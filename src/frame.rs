//! Named column blocks exchanged between transformers.
//!
//! Transformers in this crate address columns by name, not position, so the
//! data they exchange carries its header along: [`NumericFrame`] pairs an
//! ordered list of column names with a dense `f64` matrix (missing values as
//! NaN), and [`CategoryFrame`] is the pre-encoding equivalent for string
//! categories (missing values as `None`).

use crate::error::TransformError;
use ndarray::{concatenate, Array2, ArrayView1, Axis};

/// A named block of numeric columns.
///
/// Rows are samples, columns are features. Column order is significant and
/// preserved by every transformer.
#[derive(Clone, Debug, PartialEq)]
pub struct NumericFrame {
    columns: Vec<String>,
    data: Array2<f64>,
}

impl NumericFrame {
    /// Create a frame from column names and a matching matrix.
    pub fn new(columns: Vec<String>, data: Array2<f64>) -> Result<Self, TransformError> {
        if columns.len() != data.ncols() {
            return Err(TransformError::ColumnMismatch {
                expected: columns.len(),
                got: data.ncols(),
            });
        }
        Ok(Self { columns, data })
    }

    /// Create a frame from row-major sample data. Every row must have one
    /// value per column.
    pub fn from_rows(columns: Vec<String>, rows: Vec<Vec<f64>>) -> Result<Self, TransformError> {
        let n_cols = columns.len();
        let n_rows = rows.len();
        let mut flat = Vec::with_capacity(n_rows * n_cols);
        for row in &rows {
            if row.len() != n_cols {
                return Err(TransformError::ColumnMismatch {
                    expected: n_cols,
                    got: row.len(),
                });
            }
            flat.extend_from_slice(row);
        }
        let data = Array2::from_shape_vec((n_rows, n_cols), flat)
            .map_err(|e| TransformError::InvalidShape {
                expected: format!("({}, {})", n_rows, n_cols),
                got: e.to_string(),
            })?;
        Ok(Self { columns, data })
    }

    /// Get the (rows, columns) shape.
    pub fn shape(&self) -> (usize, usize) {
        self.data.dim()
    }

    /// Get the number of rows (samples).
    pub fn n_rows(&self) -> usize {
        self.data.nrows()
    }

    /// Get the number of columns (features).
    pub fn n_columns(&self) -> usize {
        self.data.ncols()
    }

    /// Get the ordered column names.
    pub fn columns(&self) -> &[String] {
        &self.columns
    }

    /// Get the underlying matrix.
    pub fn data(&self) -> &Array2<f64> {
        &self.data
    }

    /// Consume the frame, keeping only the matrix.
    pub fn into_matrix(self) -> Array2<f64> {
        self.data
    }

    /// View a single column by index.
    pub fn column(&self, idx: usize) -> ArrayView1<'_, f64> {
        self.data.column(idx)
    }

    /// Concatenate frames column-wise, in order. All frames must agree on the
    /// number of rows.
    pub fn hstack(frames: &[NumericFrame]) -> Result<NumericFrame, TransformError> {
        let first = frames.first().ok_or_else(|| {
            TransformError::EmptyData("cannot concatenate zero frames".to_string())
        })?;
        let n_rows = first.n_rows();
        for frame in frames {
            if frame.n_rows() != n_rows {
                return Err(TransformError::InvalidShape {
                    expected: format!("{} rows", n_rows),
                    got: format!("{} rows", frame.n_rows()),
                });
            }
        }

        let views: Vec<_> = frames.iter().map(|f| f.data.view()).collect();
        let data = concatenate(Axis(1), &views).map_err(|e| TransformError::InvalidShape {
            expected: "frames with equal row counts".to_string(),
            got: e.to_string(),
        })?;
        let columns = frames
            .iter()
            .flat_map(|f| f.columns.iter().cloned())
            .collect();
        Ok(NumericFrame { columns, data })
    }
}

/// A named block of categorical columns before encoding.
///
/// Cells are raw category labels; `None` marks a missing value.
#[derive(Clone, Debug, PartialEq)]
pub struct CategoryFrame {
    columns: Vec<String>,
    rows: Vec<Vec<Option<String>>>,
}

impl CategoryFrame {
    /// Create a frame from column names and row-major cells.
    pub fn new(
        columns: Vec<String>,
        rows: Vec<Vec<Option<String>>>,
    ) -> Result<Self, TransformError> {
        let n_cols = columns.len();
        for row in &rows {
            if row.len() != n_cols {
                return Err(TransformError::ColumnMismatch {
                    expected: n_cols,
                    got: row.len(),
                });
            }
        }
        Ok(Self { columns, rows })
    }

    /// Get the number of rows (samples).
    pub fn n_rows(&self) -> usize {
        self.rows.len()
    }

    /// Get the number of columns.
    pub fn n_columns(&self) -> usize {
        self.columns.len()
    }

    /// Get the ordered column names.
    pub fn columns(&self) -> &[String] {
        &self.columns
    }

    /// Get the raw rows.
    pub fn rows(&self) -> &[Vec<Option<String>>] {
        &self.rows
    }

    /// Iterate over the cells of one column, top to bottom.
    pub fn column(&self, idx: usize) -> impl Iterator<Item = &Option<String>> + '_ {
        self.rows.iter().map(move |row| &row[idx])
    }
}

#[cfg(test)]
mod tests {
    use super::*;
    use ndarray::array;

    fn names(names: &[&str]) -> Vec<String> {
        names.iter().map(|s| s.to_string()).collect()
    }

    #[test]
    fn test_numeric_frame_new() {
        let frame =
            NumericFrame::new(names(&["a", "b"]), array![[1.0, 2.0], [3.0, 4.0]]).unwrap();
        assert_eq!(frame.shape(), (2, 2));
        assert_eq!(frame.columns(), &["a".to_string(), "b".to_string()]);
    }

    #[test]
    fn test_numeric_frame_new_width_mismatch() {
        let result = NumericFrame::new(names(&["a"]), array![[1.0, 2.0]]);
        assert!(matches!(
            result,
            Err(TransformError::ColumnMismatch {
                expected: 1,
                got: 2
            })
        ));
    }

    #[test]
    fn test_numeric_frame_from_rows() {
        let frame = NumericFrame::from_rows(
            names(&["a", "b"]),
            vec![vec![1.0, 2.0], vec![3.0, 4.0], vec![5.0, 6.0]],
        )
        .unwrap();
        assert_eq!(frame.shape(), (3, 2));
        assert_eq!(frame.column(1).to_vec(), vec![2.0, 4.0, 6.0]);
    }

    #[test]
    fn test_numeric_frame_from_rows_ragged() {
        let result = NumericFrame::from_rows(names(&["a", "b"]), vec![vec![1.0, 2.0], vec![3.0]]);
        assert!(matches!(result, Err(TransformError::ColumnMismatch { .. })));
    }

    #[test]
    fn test_numeric_frame_hstack() {
        let left = NumericFrame::new(names(&["a"]), array![[1.0], [2.0]]).unwrap();
        let right = NumericFrame::new(names(&["b", "c"]), array![[3.0, 4.0], [5.0, 6.0]]).unwrap();

        let stacked = NumericFrame::hstack(&[left, right]).unwrap();
        assert_eq!(stacked.shape(), (2, 3));
        assert_eq!(
            stacked.columns(),
            &["a".to_string(), "b".to_string(), "c".to_string()]
        );
        assert_eq!(*stacked.data(), array![[1.0, 3.0, 4.0], [2.0, 5.0, 6.0]]);
    }

    #[test]
    fn test_numeric_frame_hstack_row_mismatch() {
        let left = NumericFrame::new(names(&["a"]), array![[1.0], [2.0]]).unwrap();
        let right = NumericFrame::new(names(&["b"]), array![[3.0]]).unwrap();

        let result = NumericFrame::hstack(&[left, right]);
        assert!(matches!(result, Err(TransformError::InvalidShape { .. })));
    }

    #[test]
    fn test_numeric_frame_hstack_empty() {
        let result = NumericFrame::hstack(&[]);
        assert!(matches!(result, Err(TransformError::EmptyData(_))));
    }

    #[test]
    fn test_numeric_frame_into_matrix() {
        let frame = NumericFrame::new(names(&["a"]), array![[1.0], [2.0]]).unwrap();
        let matrix = frame.into_matrix();
        assert_eq!(matrix, array![[1.0], [2.0]]);
    }

    #[test]
    fn test_category_frame_new() {
        let frame = CategoryFrame::new(
            names(&["color"]),
            vec![
                vec![Some("red".to_string())],
                vec![None],
                vec![Some("blue".to_string())],
            ],
        )
        .unwrap();
        assert_eq!(frame.n_rows(), 3);
        assert_eq!(frame.n_columns(), 1);

        let cells: Vec<_> = frame.column(0).cloned().collect();
        assert_eq!(
            cells,
            vec![Some("red".to_string()), None, Some("blue".to_string())]
        );
    }

    #[test]
    fn test_category_frame_ragged() {
        let result = CategoryFrame::new(
            names(&["a", "b"]),
            vec![vec![Some("x".to_string())]],
        );
        assert!(matches!(result, Err(TransformError::ColumnMismatch { .. })));
    }
}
+ + + + +
**Assignment**
Wherever the word "ndarray" turns up in the material, copy the whole line.

**Output of the exercise**
use ndarray::{concatenate, Array2, ArrayView1, Axis};
    use ndarray::array;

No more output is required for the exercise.